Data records

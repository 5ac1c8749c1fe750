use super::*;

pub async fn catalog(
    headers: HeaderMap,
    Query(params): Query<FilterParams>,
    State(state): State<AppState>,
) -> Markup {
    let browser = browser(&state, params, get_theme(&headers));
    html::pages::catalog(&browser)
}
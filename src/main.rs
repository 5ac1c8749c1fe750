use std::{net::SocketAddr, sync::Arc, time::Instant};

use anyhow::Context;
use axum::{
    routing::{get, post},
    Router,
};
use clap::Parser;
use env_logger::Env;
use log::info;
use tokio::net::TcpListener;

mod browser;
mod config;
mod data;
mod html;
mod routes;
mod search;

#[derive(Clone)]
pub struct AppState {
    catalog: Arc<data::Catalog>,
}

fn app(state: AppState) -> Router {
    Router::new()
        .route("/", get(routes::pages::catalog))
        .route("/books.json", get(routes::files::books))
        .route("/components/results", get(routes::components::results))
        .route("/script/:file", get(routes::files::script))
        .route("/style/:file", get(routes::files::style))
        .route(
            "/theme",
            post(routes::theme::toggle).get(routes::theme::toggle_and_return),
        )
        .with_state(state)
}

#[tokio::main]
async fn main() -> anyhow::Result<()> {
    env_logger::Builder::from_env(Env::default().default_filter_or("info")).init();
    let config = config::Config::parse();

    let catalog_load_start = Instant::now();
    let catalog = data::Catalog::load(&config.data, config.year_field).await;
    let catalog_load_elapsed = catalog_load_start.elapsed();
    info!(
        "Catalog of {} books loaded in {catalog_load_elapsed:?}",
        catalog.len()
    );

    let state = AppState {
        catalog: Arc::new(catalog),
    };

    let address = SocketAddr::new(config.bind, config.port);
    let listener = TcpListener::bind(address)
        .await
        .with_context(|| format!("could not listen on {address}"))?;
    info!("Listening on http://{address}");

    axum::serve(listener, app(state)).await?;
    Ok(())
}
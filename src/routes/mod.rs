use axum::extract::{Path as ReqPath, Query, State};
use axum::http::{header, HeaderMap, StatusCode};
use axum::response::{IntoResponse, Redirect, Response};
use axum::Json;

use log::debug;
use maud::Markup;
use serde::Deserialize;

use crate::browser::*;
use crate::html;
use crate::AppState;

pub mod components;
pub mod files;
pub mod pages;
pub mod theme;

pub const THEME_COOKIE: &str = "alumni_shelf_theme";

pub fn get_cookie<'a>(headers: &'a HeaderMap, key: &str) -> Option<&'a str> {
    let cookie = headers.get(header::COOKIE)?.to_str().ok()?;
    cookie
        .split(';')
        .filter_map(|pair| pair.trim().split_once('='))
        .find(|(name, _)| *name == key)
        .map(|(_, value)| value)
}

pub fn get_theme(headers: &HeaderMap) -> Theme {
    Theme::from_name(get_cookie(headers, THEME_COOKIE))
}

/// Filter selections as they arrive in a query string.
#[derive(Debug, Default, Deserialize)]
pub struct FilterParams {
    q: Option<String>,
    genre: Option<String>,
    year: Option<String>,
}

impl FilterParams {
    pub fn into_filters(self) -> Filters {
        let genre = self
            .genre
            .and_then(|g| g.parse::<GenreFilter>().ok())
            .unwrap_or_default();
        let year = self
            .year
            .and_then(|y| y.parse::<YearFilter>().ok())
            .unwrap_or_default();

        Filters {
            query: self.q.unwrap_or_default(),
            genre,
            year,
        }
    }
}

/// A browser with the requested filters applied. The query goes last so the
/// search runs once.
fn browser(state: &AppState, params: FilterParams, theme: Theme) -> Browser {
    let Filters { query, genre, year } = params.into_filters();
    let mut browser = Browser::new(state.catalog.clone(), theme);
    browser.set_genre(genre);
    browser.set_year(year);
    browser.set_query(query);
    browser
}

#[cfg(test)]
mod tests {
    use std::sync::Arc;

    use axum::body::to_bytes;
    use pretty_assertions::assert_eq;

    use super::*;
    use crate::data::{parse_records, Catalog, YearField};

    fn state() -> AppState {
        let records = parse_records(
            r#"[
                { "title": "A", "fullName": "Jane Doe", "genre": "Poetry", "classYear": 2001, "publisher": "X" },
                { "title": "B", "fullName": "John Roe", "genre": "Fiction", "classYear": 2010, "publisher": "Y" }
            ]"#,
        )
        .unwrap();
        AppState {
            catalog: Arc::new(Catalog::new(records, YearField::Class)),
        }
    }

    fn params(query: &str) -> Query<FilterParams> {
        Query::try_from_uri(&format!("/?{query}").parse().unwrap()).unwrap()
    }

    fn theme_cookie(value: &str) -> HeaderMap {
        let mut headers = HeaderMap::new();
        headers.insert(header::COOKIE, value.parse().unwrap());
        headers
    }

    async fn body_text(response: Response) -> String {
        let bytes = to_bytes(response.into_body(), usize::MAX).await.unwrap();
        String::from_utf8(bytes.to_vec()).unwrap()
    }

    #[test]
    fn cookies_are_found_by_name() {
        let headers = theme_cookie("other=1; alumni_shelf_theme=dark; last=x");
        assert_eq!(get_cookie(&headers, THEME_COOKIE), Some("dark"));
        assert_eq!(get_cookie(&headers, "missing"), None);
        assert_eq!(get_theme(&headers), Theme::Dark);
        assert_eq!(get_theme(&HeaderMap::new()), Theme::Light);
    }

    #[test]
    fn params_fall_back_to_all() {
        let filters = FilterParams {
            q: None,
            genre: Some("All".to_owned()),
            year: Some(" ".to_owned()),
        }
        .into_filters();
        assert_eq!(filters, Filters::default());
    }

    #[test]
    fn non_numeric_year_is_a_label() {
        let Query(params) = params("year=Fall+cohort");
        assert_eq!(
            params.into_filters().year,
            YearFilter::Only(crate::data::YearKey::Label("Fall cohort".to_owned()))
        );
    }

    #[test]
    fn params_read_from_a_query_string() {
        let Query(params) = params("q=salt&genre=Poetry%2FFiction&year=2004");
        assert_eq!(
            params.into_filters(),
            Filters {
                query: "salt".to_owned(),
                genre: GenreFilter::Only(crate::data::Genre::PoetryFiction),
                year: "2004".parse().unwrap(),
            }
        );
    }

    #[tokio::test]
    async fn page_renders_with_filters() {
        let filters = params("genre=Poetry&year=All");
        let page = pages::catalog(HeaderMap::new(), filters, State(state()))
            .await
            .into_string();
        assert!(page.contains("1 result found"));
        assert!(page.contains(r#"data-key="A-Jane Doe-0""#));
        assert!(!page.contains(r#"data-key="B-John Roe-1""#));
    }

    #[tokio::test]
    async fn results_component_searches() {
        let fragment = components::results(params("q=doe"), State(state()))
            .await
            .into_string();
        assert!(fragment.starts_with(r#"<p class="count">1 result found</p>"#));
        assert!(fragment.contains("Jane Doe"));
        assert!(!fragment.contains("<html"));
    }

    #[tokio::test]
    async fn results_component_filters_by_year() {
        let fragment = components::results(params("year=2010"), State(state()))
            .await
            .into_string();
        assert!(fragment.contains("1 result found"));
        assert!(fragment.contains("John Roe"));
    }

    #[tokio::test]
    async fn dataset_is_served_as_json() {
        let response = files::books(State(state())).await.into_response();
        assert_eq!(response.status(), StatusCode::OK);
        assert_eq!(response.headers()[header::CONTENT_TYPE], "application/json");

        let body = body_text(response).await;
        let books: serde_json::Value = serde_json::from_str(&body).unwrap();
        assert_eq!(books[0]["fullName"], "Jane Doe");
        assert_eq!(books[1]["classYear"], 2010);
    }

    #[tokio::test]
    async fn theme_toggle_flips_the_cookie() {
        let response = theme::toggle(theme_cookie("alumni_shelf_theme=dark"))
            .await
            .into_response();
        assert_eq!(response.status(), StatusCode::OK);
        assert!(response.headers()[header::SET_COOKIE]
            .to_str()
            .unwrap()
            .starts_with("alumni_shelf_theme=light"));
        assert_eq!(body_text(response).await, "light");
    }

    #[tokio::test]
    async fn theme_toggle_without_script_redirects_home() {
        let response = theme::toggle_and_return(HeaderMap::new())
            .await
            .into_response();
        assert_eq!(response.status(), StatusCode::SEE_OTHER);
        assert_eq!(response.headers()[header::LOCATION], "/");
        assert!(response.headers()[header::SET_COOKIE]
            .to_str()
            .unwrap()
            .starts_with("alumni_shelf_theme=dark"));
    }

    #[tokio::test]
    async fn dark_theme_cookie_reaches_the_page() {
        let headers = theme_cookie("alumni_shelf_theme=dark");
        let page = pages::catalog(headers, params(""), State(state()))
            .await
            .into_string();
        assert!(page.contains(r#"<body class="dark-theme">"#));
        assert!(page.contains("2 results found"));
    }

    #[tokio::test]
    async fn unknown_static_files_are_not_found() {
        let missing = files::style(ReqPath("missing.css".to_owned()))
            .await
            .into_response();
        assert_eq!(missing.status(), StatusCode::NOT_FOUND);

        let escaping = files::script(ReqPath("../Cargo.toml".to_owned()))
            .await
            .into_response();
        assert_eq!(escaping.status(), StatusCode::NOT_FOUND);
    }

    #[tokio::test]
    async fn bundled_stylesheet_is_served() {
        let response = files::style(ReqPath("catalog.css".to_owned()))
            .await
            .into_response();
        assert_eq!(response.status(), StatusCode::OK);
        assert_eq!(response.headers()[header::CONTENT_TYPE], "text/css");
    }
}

-- Required action --
Look through the records and gather each line with the word "John".

-- Answer to this exercise --
                { "title": "B", "fullName": "John Roe", "genre": "Fiction", "classYear": 2010, "publisher": "Y" }
        assert!(!page.contains(r#"data-key="B-John Roe-1""#));
        assert!(fragment.contains("John Roe"));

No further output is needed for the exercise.